The analysis of lead content in paints sold in Nigerian markets has just been published and we found that about 96% of these paints have higher than recommended levels of lead http://www.ncbi.nlm.nih.gov/sites/entrez?Db=pubmed&Cmd=ShowDetailView&TermToSearch=17674190&ordinalpos=4&itool=EntrezSystem2.PEntrez.Pubmed.Pubmed_ResultsPanel.Pubmed_RVDocSum . In addition, we found that the main determinant of the lead level was the color of paint as all manufacturers surveyed were producing paint with high lead contents.
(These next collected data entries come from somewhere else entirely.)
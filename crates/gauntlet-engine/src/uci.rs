//! UCI 行の組み立てと解析。状態は持たない。

use gauntlet_core::{GameRecord, GoLimits, StartPosition};

/// `position ...` コマンドを組み立てる。
pub fn position_command(record: &GameRecord) -> String {
    position_command_with_extra(record, None)
}

/// ponder 用に予測手を1手だけ足した `position ...` コマンド。
pub fn position_command_with_extra(record: &GameRecord, extra: Option<&str>) -> String {
    let mut cmd = match &record.start {
        StartPosition::Standard => String::from("position startpos"),
        StartPosition::Fen(fen) => format!("position fen {fen}"),
    };
    let mut moves: Vec<&str> = record.pre_moves.iter().map(String::as_str).collect();
    moves.extend(
        record
            .moves
            .iter()
            .filter(|m| !m.uci.is_empty())
            .map(|m| m.uci.as_str()),
    );
    if let Some(extra) = extra {
        moves.push(extra);
    }
    if !moves.is_empty() {
        cmd.push_str(" moves ");
        cmd.push_str(&moves.join(" "));
    }
    cmd
}

/// GoLimits から `go ...` コマンドを組み立てる。
pub fn go_command(limits: &GoLimits, ponder: bool) -> String {
    let mut cmd = String::from("go");
    if ponder {
        cmd.push_str(" ponder");
    }
    if limits.infinite {
        cmd.push_str(" infinite");
        return cmd;
    }
    if limits.has_time_control {
        cmd.push_str(&format!(
            " wtime {} btime {} winc {} binc {}",
            limits.wtime_ms, limits.btime_ms, limits.winc_ms, limits.binc_ms
        ));
    }
    if let Some(mt) = limits.move_time_ms {
        cmd.push_str(&format!(" movetime {mt}"));
    }
    if let Some(d) = limits.depth {
        cmd.push_str(&format!(" depth {d}"));
    }
    if let Some(n) = limits.nodes {
        cmd.push_str(&format!(" nodes {n}"));
    }
    if cmd == "go" || cmd == "go ponder" {
        cmd.push_str(" infinite");
    }
    cmd
}

/// `bestmove <move> [ponder <move>]` 行を解析する。
pub fn parse_bestmove(line: &str) -> Option<(String, Option<String>)> {
    let rest = line.strip_prefix("bestmove")?;
    let mut tokens = rest.split_whitespace();
    let best = tokens.next()?.to_string();
    let ponder = match tokens.next() {
        Some("ponder") => tokens.next().map(str::to_string),
        _ => None,
    };
    Some((best, ponder))
}

/// `option name <名前> type ...` 行からオプション名を取り出す。
pub fn parse_option_name(line: &str) -> Option<String> {
    let rest = line.strip_prefix("option ")?;
    let mut tokens = rest.split_whitespace().peekable();
    while let Some(tok) = tokens.next() {
        if tok == "name" {
            let mut parts = Vec::new();
            while let Some(next) = tokens.next_if(|t| *t != "type") {
                parts.push(next.to_string());
            }
            if !parts.is_empty() {
                return Some(parts.join(" "));
            }
        }
    }
    None
}

#[cfg(test)]
mod tests {
    use super::*;
    use gauntlet_core::{MoveRecord, TimeControl};

    #[test]
    fn position_command_covers_startpos_fen_and_moves() {
        let mut record = GameRecord::new();
        assert_eq!(position_command(&record), "position startpos");

        record.pre_moves = vec!["e2e4".to_string()];
        let mut mv = MoveRecord::begin(1, 1);
        mv.uci = "e7e5".to_string();
        record.append(mv);
        assert_eq!(position_command(&record), "position startpos moves e2e4 e7e5");
        assert_eq!(
            position_command_with_extra(&record, Some("g1f3")),
            "position startpos moves e2e4 e7e5 g1f3"
        );

        let fen_record = GameRecord::from_start(
            StartPosition::Fen("8/8/8/8/8/8/8/K1k5 w - - 0 1".to_string()),
            Vec::new(),
        );
        assert_eq!(
            position_command(&fen_record),
            "position fen 8/8/8/8/8/8/8/K1k5 w - - 0 1"
        );
    }

    #[test]
    fn go_command_renders_each_limit_kind() {
        let tc = TimeControl::with_base(60_000, 1_000);
        let limits = GoLimits::from_controls(&tc, &tc, 0, 0, 0, 0, true);
        assert_eq!(
            go_command(&limits, false),
            "go wtime 60000 btime 60000 winc 1000 binc 1000"
        );
        assert_eq!(
            go_command(&limits, true),
            "go ponder wtime 60000 btime 60000 winc 1000 binc 1000"
        );

        let mt = TimeControl::with_move_time(1_500);
        let limits = GoLimits::from_controls(&mt, &mt, 0, 0, 0, 0, true);
        assert_eq!(go_command(&limits, false), "go movetime 1500");

        assert_eq!(go_command(&GoLimits::infinite(), false), "go infinite");
        assert_eq!(go_command(&GoLimits::default(), false), "go infinite");
    }

    #[test]
    fn parse_bestmove_reads_optional_ponder() {
        assert_eq!(
            parse_bestmove("bestmove e2e4 ponder e7e5"),
            Some(("e2e4".to_string(), Some("e7e5".to_string())))
        );
        assert_eq!(parse_bestmove("bestmove e2e4"), Some(("e2e4".to_string(), None)));
        assert_eq!(parse_bestmove("info depth 1"), None);
        assert_eq!(parse_bestmove("bestmove"), None);
    }

    #[test]
    fn parse_option_name_handles_multiword_names() {
        assert_eq!(
            parse_option_name("option name Clear Hash type button"),
            Some("Clear Hash".to_string())
        );
        assert_eq!(
            parse_option_name("option name Hash type spin default 16 min 1 max 1024"),
            Some("Hash".to_string())
        );
        assert_eq!(parse_option_name("id name engine"), None);
    }
}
The main reason why they do this is because of lack of regulation since at least one of the manufacturers with facilities in Nigeria, China and Singapore manufactures low lead level paint in the Singapore where there is good regulation but not in Nigeria or China.
In addition, in order to ascertain baseline lead level in our environment, we have recruited over 500 neonates and sampled their cord blood and the domestic environment where the mothers lived during the pregnancy for dust. soil. paint and water. We are excited about this research and our findings. Future plans for this research include the analysis of the genotype of a random sample of Nigerians for genetic biomarkers of neurobehavioral toxicity of lead exposure in our population. We are very excited about the potentials of this research program!